Les ENT à l’école, ou chronique d’une gabegie annoncée
Pas d’école numérique sans espaces (ou environnements) numériques de travail (ENT) grâce auxquels chaque utilisateur peut communiquer ou peut consulter l’emploi du temps, le cahier de texte, les absences, les notes et moyennes, le manuel numérique etc.
Mettons de côté les nombreuses interrogations pédagogiques, professionnelles ou même morales que peut légitimement susciter une telle mise en place, au pas de charge et sans concertation. Car il faut réussir au plus vite l’école numérique.
N’évoquons pas non plus la médiocrité des ENT actuellement déployés, leur interface rudimentaire, limitée, peu adaptée aux besoins des professionnels de l’enseignement et souvent déficiente.
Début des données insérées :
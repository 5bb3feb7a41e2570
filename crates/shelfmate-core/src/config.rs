//! Lightweight configuration loader and path helpers.
//!
//! Uses Figment to merge `config.toml` + `config.<env>.toml` + `APP_*` env vars
//! (`__` separates nested keys, e.g. `APP_CATALOG__MAX_ITEMS`). Provides
//! helpers to expand `~` and `${VAR}` and to resolve relative paths against a
//! known base directory.

use figment::{
    providers::{Env, Format, Toml},
    Figment,
};
use std::env;
use std::path::{Path, PathBuf};

use crate::error::{Error, Result};

pub const DEFAULT_CATALOG_PATH: &str = "Books.csv";
pub const DEFAULT_RECOMMENDATIONS: usize = 5;
pub const DEFAULT_SAMPLE_SIZE: usize = 10;

/// Keys that must deserialize as non-negative integers when present.
const COUNT_KEYS: [&str; 3] = ["catalog.max_items", "recommend.default_k", "presenter.sample_size"];

/// Keys that must deserialize as strings when present.
const STRING_KEYS: [&str; 1] = ["catalog.path"];

pub struct Config {
    figment: Figment,
}

impl Config {
    pub fn load() -> Result<Self> {
        let env_name = env::var("RUST_ENV").unwrap_or_else(|_| "dev".to_string());

        let mut figment = Figment::new().merge(Toml::file("config.toml"));
        match env_name.as_str() {
            "dev" | "development" => figment = figment.merge(Toml::file("config.dev.toml")),
            "prod" | "production" => figment = figment.merge(Toml::file("config.prod.toml")),
            "test" | "testing" => figment = figment.merge(Toml::file("config.test.toml")),
            _ => {}
        }
        figment = figment.merge(Env::prefixed("APP_").split("__"));

        Self::from_figment(figment, &env_name)
    }

    /// Wraps an already layered figment and validates it for `env`.
    pub fn from_figment(figment: Figment, env: &str) -> Result<Self> {
        let config = Self { figment };
        config.validate_for_env(env)?;
        Ok(config)
    }

    pub fn get<T>(&self, key: &str) -> Result<T>
    where
        T: serde::de::DeserializeOwned,
    {
        self.figment
            .extract_inner(key)
            .map_err(|e| Error::InvalidConfig(format!("Failed to get '{}': {}", key, e)))
    }

    /// Like [`Config::get`], falling back to `default` when the key is absent.
    pub fn get_or<T>(&self, key: &str, default: T) -> T
    where
        T: serde::de::DeserializeOwned,
    {
        if !self.figment.contains(key) {
            return default;
        }
        self.get(key).unwrap_or(default)
    }

    fn validate_for_env(&self, env: &str) -> Result<()> {
        for key in COUNT_KEYS {
            if self.figment.contains(key) {
                self.get::<usize>(key)?;
            }
        }
        for key in STRING_KEYS {
            if self.figment.contains(key) {
                self.get::<String>(key)?;
            }
        }
        if self.get_or("catalog.max_items", 1usize) == 0 {
            return Err(Error::InvalidConfig(
                "catalog.max_items must be positive; pass --all to disable the cap".to_string(),
            ));
        }
        match env {
            "prod" | "production" if !self.figment.contains("catalog.path") => {
                Err(Error::InvalidConfig("catalog.path must be set in production".to_string()))
            }
            _ => Ok(()),
        }
    }
}

/// Expand a user-provided path string:
/// - Expands leading '~' to the user's home directory
/// - Expands ${VAR} and $VAR environment variables
/// - Returns a PathBuf without attempting to canonicalize
pub fn expand_path<S: AsRef<str>>(input: S) -> PathBuf {
    let s = input.as_ref();
    // Expand env vars first
    let expanded_env = shellexpand::env(s).unwrap_or(std::borrow::Cow::Borrowed(s));
    // Expand ~ at start
    let expanded = shellexpand::tilde(&expanded_env);
    PathBuf::from(expanded.as_ref())
}

/// Resolve a possibly relative path against a given base directory after expansion.
/// If `p` is absolute, it's returned as-is; otherwise `base.join(p)` is returned.
pub fn resolve_with_base<S: AsRef<str>>(base: &Path, p: S) -> PathBuf {
    let p = expand_path(p);
    if p.is_absolute() { p } else { base.join(p) }
}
Non, interrogeons-nous sur le seul coût, très opaque, de cette mise en place, parmi les autres dépenses de l’école numérique.
Il faut le savoir, un grand nombre des ENT déployés dans les établissements scolaires du secondaire sont des produits payants, fournis par des entreprises privées spécialisées dans l’e-education (iTop, Axess-OMT, Kosmos etc.), produits dont la licence commerciale est renouvelable à échéance.
Prenons un exemple : « Educ-Horus », un ENT développé par iTop et qui revendique à ce jour 600.000 utilisateurs. Sur cette base et compte tenu de sa licence annuelle, on peut estimer que la dépense cumulée annuelle du millier d'établissements en France qui utilise « Educ-Horus » aujourd’hui atteint un million d’euros1.
Autre exemple à une échelle académique : Kosmos2, qui vend le produit, « K-d’école », vient de remporter, le 11 avril dernier, deux appels d’offres concernant une académie entière, celle de Toulouse. Le conseil régional de Midi-Pyrénées vient en effet de passer un groupement de commandes pour la période 2012-2015, pour un total de trois millions et demi d’euros afin de mettre en place cet ENT dans une académie de 250 000 élèves et professeurs.
Pour ces entreprises, le passage à l’école numérique est une aubaine. Parce que cette numérisation dans l'urgence n’est pas très regardante à la dépense ou à la qualité : ainsi l’appel d’offres pour le groupement de commandes ENT de la région Midi-Pyrénées n’a reçu… qu’une seule réponse ! Et surtout parce que ces marchés volumineux, lucratifs et renouvelables chaque année, sont extraordinairement captifs : l’entreprise garde, grâce à ses serveurs propres, la mainmise sur les bases de données distantes mais surtout parvenir à imposer à un milieu scolaire un environnement numérique de travail est suffisamment long et compliqué pour générer ensuite une inertie bien opportune.
On peut donc considérer ces sommes faramineuses comme une rente annuelle versée par l’État, rente invisible en quelque sorte puisqu’elle n’est pas du ressort de l’Éducation nationale, mais de celui des collectivités territoriales, voire des établissements eux-mêmes qui en dépendent.
On comprend mieux pourquoi les résultats de ces entreprises dynamiques sont « en forte croissance » malgré la crise.
Si on ajoute au second degré, avec ses presque six millions d’élèves et de professeurs, les universités qui se dotent chacune de leur espace numérique de travail et les écoles primaires, on peut estimer le marché potentiel des seuls espaces numériques de travail à l'école, sur la base des chiffres précédents, à plusieurs dizaines de millions d’euros chaque année.
En ces temps de crise et d’économies, il est évidemment inimaginable que l’Éducation nationale promeuve des solutions libres et gratuites ou mieux conçoive patiemment, pour un coût bien inférieur et bien plus facile à amortir en quelques années, son propre espace numérique de travail mutualisé, afin de le mettre ensuite gratuitement à la disposition des établissements scolaires.